For each line below with the word "await", write out a copy.

Collected data entries:
=== Begin Enclosure ===

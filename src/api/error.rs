use axum::{
    http::StatusCode,
    response::{IntoResponse, Response},
    Json,
};

use crate::agent::AgentError;

/// Structured error type for all API handlers.
///
/// Each variant maps to an HTTP status code, a machine-readable code string,
/// and a human-readable message. Implements [`IntoResponse`] so handlers can
/// return `Result<T, ApiError>` directly.
#[derive(Debug)]
pub enum ApiError {
    /// 401 - No authentication credentials provided.
    AuthRequired,
    /// 403 - Credentials provided but invalid.
    AuthInvalid,
    /// 404 - Generic not-found.
    NotFound,
    /// 400 - Malformed or invalid request.
    InvalidRequest(String),
    /// 400 - Session id failed validation.
    InvalidSessionId(String),
    /// 400 - Action name is not one the canvas understands.
    UnknownAction(String),
    /// 404 - No live canvas is registered for the session.
    ClientNotConnected,
    /// 502 - The canvas connection failed while a call was in flight.
    TransportFailed(String),
    /// 502 - The language model request failed or never produced a reply.
    ModelFailed(String),
    /// 500 - Catch-all internal error.
    InternalError(String),
}

impl ApiError {
    /// Returns the HTTP status code for this error variant.
    pub fn status_code(&self) -> StatusCode {
        match self {
            ApiError::AuthRequired => StatusCode::UNAUTHORIZED,
            ApiError::AuthInvalid => StatusCode::FORBIDDEN,
            ApiError::NotFound => StatusCode::NOT_FOUND,
            ApiError::InvalidRequest(_) => StatusCode::BAD_REQUEST,
            ApiError::InvalidSessionId(_) => StatusCode::BAD_REQUEST,
            ApiError::UnknownAction(_) => StatusCode::BAD_REQUEST,
            ApiError::ClientNotConnected => StatusCode::NOT_FOUND,
            ApiError::TransportFailed(_) => StatusCode::BAD_GATEWAY,
            ApiError::ModelFailed(_) => StatusCode::BAD_GATEWAY,
            ApiError::InternalError(_) => StatusCode::INTERNAL_SERVER_ERROR,
        }
    }

    /// Returns a machine-readable error code string.
    pub fn code(&self) -> &'static str {
        match self {
            ApiError::AuthRequired => "auth_required",
            ApiError::AuthInvalid => "auth_invalid",
            ApiError::NotFound => "not_found",
            ApiError::InvalidRequest(_) => "invalid_request",
            ApiError::InvalidSessionId(_) => "invalid_session_id",
            ApiError::UnknownAction(_) => "unknown_action",
            ApiError::ClientNotConnected => "client_not_connected",
            ApiError::TransportFailed(_) => "transport_failed",
            ApiError::ModelFailed(_) => "model_failed",
            ApiError::InternalError(_) => "internal_error",
        }
    }

    /// Returns a human-readable error message.
    pub fn message(&self) -> String {
        match self {
            ApiError::AuthRequired => {
                "Authentication required. Provide a token via Authorization header or ?token= query parameter.".to_string()
            }
            ApiError::AuthInvalid => "Invalid authentication token.".to_string(),
            ApiError::NotFound => "Not found.".to_string(),
            ApiError::InvalidRequest(detail) => format!("Invalid request: {}.", detail),
            ApiError::InvalidSessionId(detail) => format!("Invalid session id: {}.", detail),
            ApiError::UnknownAction(name) => format!("Unknown action: {}.", name),
            ApiError::ClientNotConnected => "Client not connected.".to_string(),
            ApiError::TransportFailed(detail) => format!("Canvas transport failed: {}.", detail),
            ApiError::ModelFailed(detail) => format!("Model request failed: {}.", detail),
            ApiError::InternalError(detail) => format!("Internal error: {}.", detail),
        }
    }
}

impl From<AgentError> for ApiError {
    fn from(err: AgentError) -> Self {
        match err {
            AgentError::NotConnected => ApiError::ClientNotConnected,
            AgentError::Transport(e) => ApiError::TransportFailed(e.to_string()),
            AgentError::Model(e) => ApiError::ModelFailed(e.to_string()),
            e @ AgentError::StepLimit(_) => ApiError::ModelFailed(e.to_string()),
        }
    }
}

impl IntoResponse for ApiError {
    fn into_response(self) -> Response {
        let body = serde_json::json!({
            "error": {
                "code": self.code(),
                "message": self.message(),
            }
        });
        (self.status_code(), Json(body)).into_response()
    }
}
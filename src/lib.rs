//! drawbridge - a session-scoped tool-call RPC bridge.
//!
//! A language-model agent issues drawing commands (add shape, update
//! element, delete, clear) against a browser canvas. Each browser tab
//! connects over a WebSocket carrying a session id; the agent's tool calls
//! are routed to that connection and block until the canvas answers or the
//! call times out.

pub mod agent;
pub mod api;
pub mod canvas;
pub mod config;
pub mod dispatch;
pub mod mcp;
pub mod protocol;
pub mod session;
pub mod shutdown;
pub mod tools;
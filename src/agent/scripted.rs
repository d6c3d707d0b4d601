use std::collections::VecDeque;

use async_trait::async_trait;
use parking_lot::Mutex;

use super::model::{LanguageModel, LlmError, ModelRequest, ModelTurn};

/// Deterministic model that replays a fixed sequence of turns.
///
/// Every request it receives is recorded so tests can inspect the
/// conversation the orchestrator built.
pub struct ScriptedModel {
    turns: Mutex<VecDeque<ModelTurn>>,
    requests: Mutex<Vec<ModelRequest>>,
}

impl ScriptedModel {
    pub fn new(turns: impl IntoIterator<Item = ModelTurn>) -> Self {
        Self {
            turns: Mutex::new(turns.into_iter().collect()),
            requests: Mutex::new(Vec::new()),
        }
    }

    pub fn requests(&self) -> Vec<ModelRequest> {
        self.requests.lock().clone()
    }

    pub fn remaining(&self) -> usize {
        self.turns.lock().len()
    }
}

impl Default for ScriptedModel {
    fn default() -> Self {
        Self::new([ModelTurn::text("ok")])
    }
}

#[async_trait]
impl LanguageModel for ScriptedModel {
    async fn complete(&self, request: &ModelRequest) -> Result<ModelTurn, LlmError> {
        self.requests.lock().push(request.clone());
        self.turns.lock().pop_front().ok_or_else(|| LlmError::Unknown {
            message: "script exhausted".into(),
        })
    }

    fn provider(&self) -> &'static str {
        "scripted"
    }
}
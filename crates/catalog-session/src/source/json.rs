//! JSON catalog files.
//!
//! A catalog file is a JSON array of records. Writes go to a temp file
//! which is then renamed over the original.

use std::fs::{self, File};
use std::io::Write;
use std::path::{Path, PathBuf};
use std::sync::{Arc, Mutex};

use catalog_model::{FieldValue, Record, RecordId};
use tracing::{debug, info};

use super::RecordSource;
use crate::error::{Result, SourceError};

/// Load every record of a catalog file, most recently created first.
pub fn load_records(path: &Path) -> Result<Vec<Record>> {
    let bytes = fs::read(path).map_err(|e| SourceError::Io {
        operation: "read",
        path: path.to_path_buf(),
        source: e,
    })?;
    let mut records: Vec<Record> =
        serde_json::from_slice(&bytes).map_err(|e| SourceError::Decode {
            path: path.to_path_buf(),
            source: e,
        })?;
    records.sort_by(Record::recency_order);
    debug!(path = %path.display(), records = records.len(), "catalog file read");
    Ok(records)
}

/// Write records to a catalog file atomically (temp file + rename).
pub fn save_records(path: &Path, records: &[Record]) -> Result<()> {
    let bytes = serde_json::to_vec_pretty(records).map_err(|e| SourceError::Encode { source: e })?;

    let temp_path = path.with_extension("json.tmp");

    let mut file = File::create(&temp_path).map_err(|e| SourceError::Io {
        operation: "create",
        path: temp_path.clone(),
        source: e,
    })?;

    file.write_all(&bytes).map_err(|e| SourceError::Io {
        operation: "write",
        path: temp_path.clone(),
        source: e,
    })?;

    file.sync_all().map_err(|e| SourceError::Io {
        operation: "sync",
        path: temp_path.clone(),
        source: e,
    })?;

    fs::rename(&temp_path, path).map_err(|e| SourceError::Io {
        operation: "replace",
        path: path.to_path_buf(),
        source: e,
    })?;

    info!(path = %path.display(), records = records.len(), "catalog file written");
    Ok(())
}

/// A catalog stored as a JSON file on disk.
///
/// Blocking file I/O runs on Tokio's blocking pool. Updates are
/// read-modify-write, serialized by an internal lock.
#[derive(Debug, Clone)]
pub struct JsonFileSource {
    path: PathBuf,
    write_lock: Arc<Mutex<()>>,
}

impl JsonFileSource {
    pub fn new(path: impl Into<PathBuf>) -> Self {
        Self {
            path: path.into(),
            write_lock: Arc::new(Mutex::new(())),
        }
    }

    pub fn path(&self) -> &Path {
        &self.path
    }
}

fn update_file(path: &Path, id: &RecordId, field: &str, value: FieldValue) -> Result<()> {
    let bytes = fs::read(path).map_err(|e| SourceError::Io {
        operation: "read",
        path: path.to_path_buf(),
        source: e,
    })?;
    // Keep the file's own order; only fetches sort.
    let mut records: Vec<Record> =
        serde_json::from_slice(&bytes).map_err(|e| SourceError::Decode {
            path: path.to_path_buf(),
            source: e,
        })?;
    let record = records
        .iter_mut()
        .find(|r| &r.id == id)
        .ok_or_else(|| SourceError::RecordNotFound(id.clone()))?;
    record.set(field, value);
    save_records(path, &records)
}

impl RecordSource for JsonFileSource {
    async fn fetch_all(&self) -> Result<Vec<Record>> {
        let path = self.path.clone();
        tokio::task::spawn_blocking(move || load_records(&path))
            .await
            .map_err(|e| SourceError::Task { source: e })?
    }

    async fn update_field(&self, id: &RecordId, field: &str, value: FieldValue) -> Result<()> {
        let path = self.path.clone();
        let lock = Arc::clone(&self.write_lock);
        let id = id.clone();
        let field = field.to_string();
        tokio::task::spawn_blocking(move || {
            let _guard = lock
                .lock()
                .map_err(|_| SourceError::Unavailable("catalog write lock poisoned".to_string()))?;
            update_file(&path, &id, &field, value)
        })
        .await
        .map_err(|e| SourceError::Task { source: e })?
    }
}
#![deny(unsafe_code)]

use std::fmt;

use crate::ModelError;

/// Stable unique identifier of a record in the remote store.
#[derive(
    Debug, Clone, PartialEq, Eq, PartialOrd, Ord, Hash, serde::Serialize, serde::Deserialize,
)]
#[serde(try_from = "String", into = "String")]
pub struct RecordId(String);

impl RecordId {
    pub fn new(value: impl Into<String>) -> Result<Self, ModelError> {
        let value = value.into();
        let trimmed = value.trim();
        if trimmed.is_empty() {
            return Err(ModelError::InvalidRecordId(value));
        }
        Ok(Self(trimmed.to_string()))
    }

    pub fn as_str(&self) -> &str {
        &self.0
    }
}

impl fmt::Display for RecordId {
    fn fmt(&self, f: &mut fmt::Formatter<'_>) -> fmt::Result {
        f.write_str(&self.0)
    }
}

impl TryFrom<String> for RecordId {
    type Error = ModelError;

    fn try_from(value: String) -> Result<Self, Self::Error> {
        Self::new(value)
    }
}

impl From<RecordId> for String {
    fn from(id: RecordId) -> Self {
        id.0
    }
}
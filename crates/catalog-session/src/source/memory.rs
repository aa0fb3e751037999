//! In-memory record source.

use std::sync::atomic::{AtomicBool, AtomicUsize, Ordering};

use catalog_model::{FieldValue, Record, RecordId};
use tokio::sync::RwLock;

use super::RecordSource;
use crate::error::{Result, SourceError};

/// Records held in memory, with switches to simulate an unreachable store.
#[derive(Debug, Default)]
pub struct MemorySource {
    records: RwLock<Vec<Record>>,
    fail_fetch: AtomicBool,
    fail_updates: AtomicBool,
    updates: AtomicUsize,
}

impl MemorySource {
    pub fn new(records: Vec<Record>) -> Self {
        Self {
            records: RwLock::new(records),
            ..Self::default()
        }
    }

    /// Make every subsequent fetch fail.
    pub fn set_fail_fetch(&self, fail: bool) {
        self.fail_fetch.store(fail, Ordering::Relaxed);
    }

    /// Make every subsequent update fail.
    pub fn set_fail_updates(&self, fail: bool) {
        self.fail_updates.store(fail, Ordering::Relaxed);
    }

    /// Number of update calls received, successful or not.
    pub fn update_calls(&self) -> usize {
        self.updates.load(Ordering::Relaxed)
    }

    pub async fn get(&self, id: &RecordId) -> Option<Record> {
        self.records.read().await.iter().find(|r| &r.id == id).cloned()
    }
}

impl RecordSource for MemorySource {
    async fn fetch_all(&self) -> Result<Vec<Record>> {
        if self.fail_fetch.load(Ordering::Relaxed) {
            return Err(SourceError::Unavailable("fetch disabled".to_string()));
        }
        let mut records = self.records.read().await.clone();
        records.sort_by(Record::recency_order);
        Ok(records)
    }

    async fn update_field(&self, id: &RecordId, field: &str, value: FieldValue) -> Result<()> {
        self.updates.fetch_add(1, Ordering::Relaxed);
        if self.fail_updates.load(Ordering::Relaxed) {
            return Err(SourceError::Unavailable("updates disabled".to_string()));
        }
        let mut records = self.records.write().await;
        let record = records
            .iter_mut()
            .find(|r| &r.id == id)
            .ok_or_else(|| SourceError::RecordNotFound(id.clone()))?;
        record.set(field, value);
        Ok(())
    }
}
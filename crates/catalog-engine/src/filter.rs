//! Filter predicate: committed search text AND every active facet.

use catalog_model::{FacetSelection, ListingSchema, Record};

/// Indices into the collection store of the records that pass the filter,
/// in store order.
#[derive(Debug, Clone, Default, PartialEq, Eq)]
pub struct FilteredSet {
    indices: Vec<usize>,
}

impl FilteredSet {
    pub fn len(&self) -> usize {
        self.indices.len()
    }

    pub fn is_empty(&self) -> bool {
        self.indices.is_empty()
    }

    pub fn indices(&self) -> &[usize] {
        &self.indices
    }

    /// Resolve the filtered records against the store they were computed from.
    pub fn records<'a>(&'a self, records: &'a [Record]) -> impl Iterator<Item = &'a Record> + 'a {
        self.indices.iter().map(move |&i| &records[i])
    }
}

/// Normalised search text: trimmed and lower-cased. Empty matches everything.
#[derive(Debug, Clone, PartialEq, Eq)]
pub struct SearchQuery {
    needle: String,
}

impl SearchQuery {
    pub fn new(committed: &str) -> Self {
        Self {
            needle: committed.trim().to_lowercase(),
        }
    }

    pub fn is_empty(&self) -> bool {
        self.needle.is_empty()
    }

    /// Case-insensitive substring match against any of `fields`.
    pub fn matches(&self, record: &Record, fields: &[String]) -> bool {
        if self.needle.is_empty() {
            return true;
        }
        fields
            .iter()
            .filter_map(|field| record.get(field))
            .any(|value| value.search_text().contains(&self.needle))
    }
}

/// Run the full predicate over every record.
pub fn compute(
    records: &[Record],
    schema: &ListingSchema,
    committed: &str,
    selection: &FacetSelection,
) -> FilteredSet {
    let query = SearchQuery::new(committed);
    let indices = records
        .iter()
        .enumerate()
        .filter(|(_, record)| {
            query.matches(record, &schema.search_fields) && selection.matches(record)
        })
        .map(|(i, _)| i)
        .collect();
    FilteredSet { indices }
}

=== End Enclosure ===

▸ **SOLUTION**:
            .await
        .await
        self.records.read().await.iter().find(|r| &r.id == id).cloned()
        let mut records = self.records.read().await.clone();
        let mut records = self.records.write().await;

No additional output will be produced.